Galp’s RCA Ebitda was €2,322 m, 48% higher YoY, whilst adjusted operating cash flow (OCF) increased 49% YoY to €1,852 m, supported by strong Upstream results.

Group CFFO was €1,052 m, reflecting a working capital build during 2H21, which includes a temporary €605 m increase in hedging margin accounts to de-risk gas sourcing and supply prices, expected to be reversed during 2022.

Capex totalled €936 m, with Upstream accounting for 66% of total investments, whilst the downstream activities represented 17% and Renewables & New Businesses 15%. Net capex was €552 m, considering the proceeds from divestments, most notably the stake sale in Galp Gás Natural Distribuição (GGND) during 1H21.

FCF was €397 m and net debt increased to €2,357 m, also considering dividends paid to shareholders of €498 m and minorities of €198 m, as well as other adjustments. Net debt to RCA Ebitda at the end of the period was 1.1x.

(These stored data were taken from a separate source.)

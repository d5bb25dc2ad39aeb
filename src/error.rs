//! Error types for the relay bot.

use std::time::Duration;
use thiserror::Error;

/// Main error type for relay operations.
///
/// The rate limiter and session store never fail; these errors come from
/// configuration and the two network edges (transport and generation backend).
#[derive(Error, Debug)]
pub enum RelayError {
    /// Configuration-related errors
    #[error("Configuration error: {0}")]
    Config(String),

    /// The generation backend answered with an error or an unusable body
    #[error("Backend error{}: {message}", status_suffix(.status))]
    Backend {
        /// HTTP status, when the backend answered at all
        status: Option<u16>,
        /// Human-readable detail
        message: String,
    },

    /// The generation backend did not answer in time
    #[error("Backend timed out after {0:?}")]
    Timeout(Duration),

    /// Chat transport errors
    #[error("Transport error: {0}")]
    Transport(String),

    /// HTTP client errors
    #[error("HTTP error: {0}")]
    Http(#[from] reqwest::Error),

    /// I/O errors
    #[error("I/O error: {0}")]
    Io(#[from] std::io::Error),
}

impl From<config::ConfigError> for RelayError {
    fn from(err: config::ConfigError) -> Self {
        RelayError::Config(err.to_string())
    }
}

fn status_suffix(status: &Option<u16>) -> String {
    status.map(|s| format!(" ({s})")).unwrap_or_default()
}

/// Result type alias for relay operations.
pub type Result<T> = std::result::Result<T, RelayError>;
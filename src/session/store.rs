//! Per-user conversation memory.

use dashmap::DashMap;
use std::time::{Duration, Instant};
use tracing::{debug, trace};

use super::turn::Turn;
use crate::user::UserId;

/// Maximum number of turns kept per user.
pub const MAX_TURNS: usize = 20;
/// Silence after which a conversation is forgotten.
pub const INACTIVITY_TIMEOUT: Duration = Duration::from_secs(1800);

/// Trim and expiry policy for sessions.
#[derive(Debug, Clone, Copy, PartialEq, Eq)]
pub struct SessionPolicy {
    /// History cap, oldest turns dropped first
    pub max_turns: usize,
    /// Gap between messages that clears history
    pub inactivity_timeout: Duration,
}

impl Default for SessionPolicy {
    fn default() -> Self {
        Self {
            max_turns: MAX_TURNS,
            inactivity_timeout: INACTIVITY_TIMEOUT,
        }
    }
}

/// A user's conversation state.
#[derive(Debug, Clone)]
struct Session {
    history: Vec<Turn>,
    last_activity: Instant,
}

impl Session {
    fn new(now: Instant) -> Self {
        Self {
            history: Vec::new(),
            last_activity: now,
        }
    }

    fn push(&mut self, turn: Turn, max_turns: usize) {
        self.history.push(turn);
        if self.history.len() > max_turns {
            let excess = self.history.len() - max_turns;
            self.history.drain(..excess);
        }
    }
}

/// The context to send for an inbound message.
#[derive(Debug, Clone, PartialEq, Eq)]
pub struct PreparedTurn {
    /// Full history including the new user turn
    pub context: Vec<Turn>,
    /// Whether earlier history was dropped for inactivity
    pub was_auto_reset: bool,
}

/// Owns every user's conversation state.
///
/// Sessions are created on first contact and never removed. Expiry is
/// checked lazily when the next message arrives. Each operation holds the
/// user's map entry for its whole read-modify-write and hands back owned
/// snapshots, so no lock outlives the call.
pub struct SessionStore {
    sessions: DashMap<UserId, Session>,
    policy: SessionPolicy,
}

impl SessionStore {
    /// Create a store with the default policy (20 turns, 30 minutes).
    pub fn new() -> Self {
        Self::with_policy(SessionPolicy::default())
    }

    /// Create a store with a custom policy.
    pub fn with_policy(policy: SessionPolicy) -> Self {
        Self {
            sessions: DashMap::new(),
            policy,
        }
    }

    /// Record an inbound message and return the context to send for it.
    pub fn prepare_turn(&self, user: UserId, text: &str, now: Instant) -> PreparedTurn {
        let mut session = self.sessions.entry(user).or_insert_with(|| {
            debug!(user = %user, "Creating new session");
            Session::new(now)
        });

        let idle = now.saturating_duration_since(session.last_activity);
        let was_auto_reset =
            !session.history.is_empty() && idle > self.policy.inactivity_timeout;
        if was_auto_reset {
            debug!(
                user = %user,
                idle_secs = idle.as_secs(),
                dropped = session.history.len(),
                "Session expired, clearing history"
            );
            session.history.clear();
        }

        session.last_activity = now;
        session.push(Turn::user(text), self.policy.max_turns);

        trace!(user = %user, turns = session.history.len(), "Prepared turn");

        PreparedTurn {
            context: session.history.clone(),
            was_auto_reset,
        }
    }

    /// Append the backend's reply to the user's history.
    ///
    /// A reply for a user with no session is dropped; replies only follow
    /// [`SessionStore::prepare_turn`].
    pub fn record_reply(&self, user: UserId, text: &str) {
        let Some(mut session) = self.sessions.get_mut(&user) else {
            debug!(user = %user, "Dropping reply for unknown session");
            return;
        };

        session.push(Turn::assistant(text), self.policy.max_turns);

        trace!(user = %user, turns = session.history.len(), "Recorded reply");
    }

    /// Clear the user's history. Returns `false` if there was nothing to clear.
    pub fn manual_reset(&self, user: UserId, now: Instant) -> bool {
        let Some(mut session) = self.sessions.get_mut(&user) else {
            return false;
        };

        if session.history.is_empty() {
            return false;
        }

        debug!(user = %user, dropped = session.history.len(), "Session reset by user");
        session.history.clear();
        session.last_activity = now;
        true
    }

    /// A snapshot of the user's history.
    pub fn history(&self, user: UserId) -> Option<Vec<Turn>> {
        self.sessions.get(&user).map(|s| s.history.clone())
    }

    /// When the user was last active.
    pub fn last_activity(&self, user: UserId) -> Option<Instant> {
        self.sessions.get(&user).map(|s| s.last_activity)
    }

    /// The configured policy.
    pub fn policy(&self) -> SessionPolicy {
        self.policy
    }

    /// Number of sessions.
    pub fn len(&self) -> usize {
        self.sessions.len()
    }

    pub fn is_empty(&self) -> bool {
        self.sessions.is_empty()
    }
}

impl Default for SessionStore {
    fn default() -> Self {
        Self::new()
    }
}

#[cfg(test)]
mod tests {
    use super::*;
    use crate::session::Role;

    const U: UserId = UserId(100);

    fn contents(turns: &[Turn]) -> Vec<&str> {
        turns.iter().map(|t| t.content.as_str()).collect()
    }

    #[test]
    fn test_first_turn_has_only_new_message() {
        let store = SessionStore::new();
        let prepared = store.prepare_turn(U, "hi", Instant::now());

        assert!(!prepared.was_auto_reset);
        assert_eq!(prepared.context, vec![Turn::user("hi")]);
        assert_eq!(store.len(), 1);
    }

    #[test]
    fn test_context_accumulates() {
        let store = SessionStore::new();
        let t0 = Instant::now();

        store.prepare_turn(U, "hi", t0);
        store.record_reply(U, "hello");
        let prepared = store.prepare_turn(U, "bye", t0 + Duration::from_secs(10));

        assert!(!prepared.was_auto_reset);
        assert_eq!(
            prepared.context,
            vec![Turn::user("hi"), Turn::assistant("hello"), Turn::user("bye")]
        );
    }

    #[test]
    fn test_inactivity_clears_history() {
        let store = SessionStore::new();
        let t0 = Instant::now();

        store.prepare_turn(U, "first", t0);
        store.record_reply(U, "reply");

        let later = t0 + INACTIVITY_TIMEOUT + Duration::from_secs(1);
        let prepared = store.prepare_turn(U, "again", later);

        assert!(prepared.was_auto_reset);
        assert_eq!(prepared.context, vec![Turn::user("again")]);
        assert_eq!(store.last_activity(U), Some(later));
    }

    #[test]
    fn test_gap_of_exactly_timeout_keeps_history() {
        let store = SessionStore::new();
        let t0 = Instant::now();

        store.prepare_turn(U, "first", t0);
        let prepared = store.prepare_turn(U, "second", t0 + INACTIVITY_TIMEOUT);

        assert!(!prepared.was_auto_reset);
        assert_eq!(prepared.context.len(), 2);
    }

    #[test]
    fn test_expiry_measured_from_last_message() {
        let store = SessionStore::new();
        let t0 = Instant::now();
        let step = Duration::from_secs(1000);

        store.prepare_turn(U, "a", t0);
        store.prepare_turn(U, "b", t0 + step);
        let prepared = store.prepare_turn(U, "c", t0 + step * 2);

        assert!(!prepared.was_auto_reset);
        assert_eq!(contents(&prepared.context), vec!["a", "b", "c"]);
    }

    #[test]
    fn test_history_capped_at_twenty_turns() {
        let store = SessionStore::new();
        let t0 = Instant::now();

        for i in 0..11u64 {
            store.prepare_turn(U, &format!("q{i}"), t0 + Duration::from_secs(i));
            store.record_reply(U, &format!("a{i}"));
        }

        let history = store.history(U).unwrap();
        assert_eq!(history.len(), 20);

        let expected: Vec<Turn> = (1..11)
            .flat_map(|i| [Turn::user(format!("q{i}")), Turn::assistant(format!("a{i}"))])
            .collect();
        assert_eq!(history, expected);
    }

    #[test]
    fn test_context_never_exceeds_cap() {
        let store = SessionStore::with_policy(SessionPolicy {
            max_turns: 4,
            inactivity_timeout: INACTIVITY_TIMEOUT,
        });
        let t0 = Instant::now();

        for i in 0..2 {
            store.prepare_turn(U, &format!("q{i}"), t0);
            store.record_reply(U, &format!("a{i}"));
        }
        let prepared = store.prepare_turn(U, "q2", t0);

        assert_eq!(contents(&prepared.context), vec!["a0", "q1", "a1", "q2"]);
    }

    #[test]
    fn test_reply_without_session_is_dropped() {
        let store = SessionStore::new();
        store.record_reply(U, "orphan");

        assert!(store.is_empty());
        assert_eq!(store.history(U), None);
    }

    #[test]
    fn test_manual_reset_without_history() {
        let store = SessionStore::new();
        assert!(!store.manual_reset(U, Instant::now()));
        assert!(store.is_empty());
    }

    #[test]
    fn test_manual_reset_clears_history() {
        let store = SessionStore::new();
        let t0 = Instant::now();

        store.prepare_turn(U, "hi", t0);
        store.record_reply(U, "hello");

        let reset_at = t0 + Duration::from_secs(5);
        assert!(store.manual_reset(U, reset_at));
        assert_eq!(store.history(U), Some(vec![]));
        assert_eq!(store.last_activity(U), Some(reset_at));

        let prepared = store.prepare_turn(U, "fresh", t0 + Duration::from_secs(6));
        assert!(!prepared.was_auto_reset);
        assert_eq!(prepared.context, vec![Turn::user("fresh")]);

        // A second reset right after has something to clear again
        assert!(store.manual_reset(U, t0 + Duration::from_secs(7)));
        assert!(!store.manual_reset(U, t0 + Duration::from_secs(8)));
    }

    #[test]
    fn test_users_have_separate_sessions() {
        let store = SessionStore::new();
        let t0 = Instant::now();
        let other = UserId(200);

        store.prepare_turn(U, "mine", t0);
        let prepared = store.prepare_turn(other, "theirs", t0);

        assert_eq!(prepared.context, vec![Turn::user("theirs")]);
        assert_eq!(store.history(U).unwrap()[0].role, Role::User);
        assert_eq!(store.len(), 2);
    }
}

Excluding the non-recurrent temporary working capital effects related with margin accounts, FCF would have reached €1.0 bn and net debt to RCA Ebitda at year end would have been 0.8x.

Fourth quarter 2021

Galp’s RCA Ebitda reached €644 m, 57% higher YoY, driven by the strong Upstream performance, more than offsetting the lower contribution from the downstream activities:

  • Upstream: RCA Ebitda was strong at €593 m, supported by the favourable oil price environment.
  • Commercial: RCA Ebitda was €59 m, 17% lower YoY, as the increase in oil volumes sales was offset by the pressured price environment, namely on the B2B segment, and increased costs with digitalisation projects.
  • Industrial & Energy Management: RCA Ebitda was €5 m, down from €17 m in 4Q20, with the improved refining environment contribution offset by planned and unplanned maintenances in Sines, and negative performance from gas supply and trading activities due to persisting natural gas sourcing restrictions.
  • Renewables & New Businesses: No relevant RCA Ebitda as most of the operations are not consolidated. The pro-forma Ebitda of the Renewables operations was strong, reaching €29 m in the period, capturing the strong power prices during the period.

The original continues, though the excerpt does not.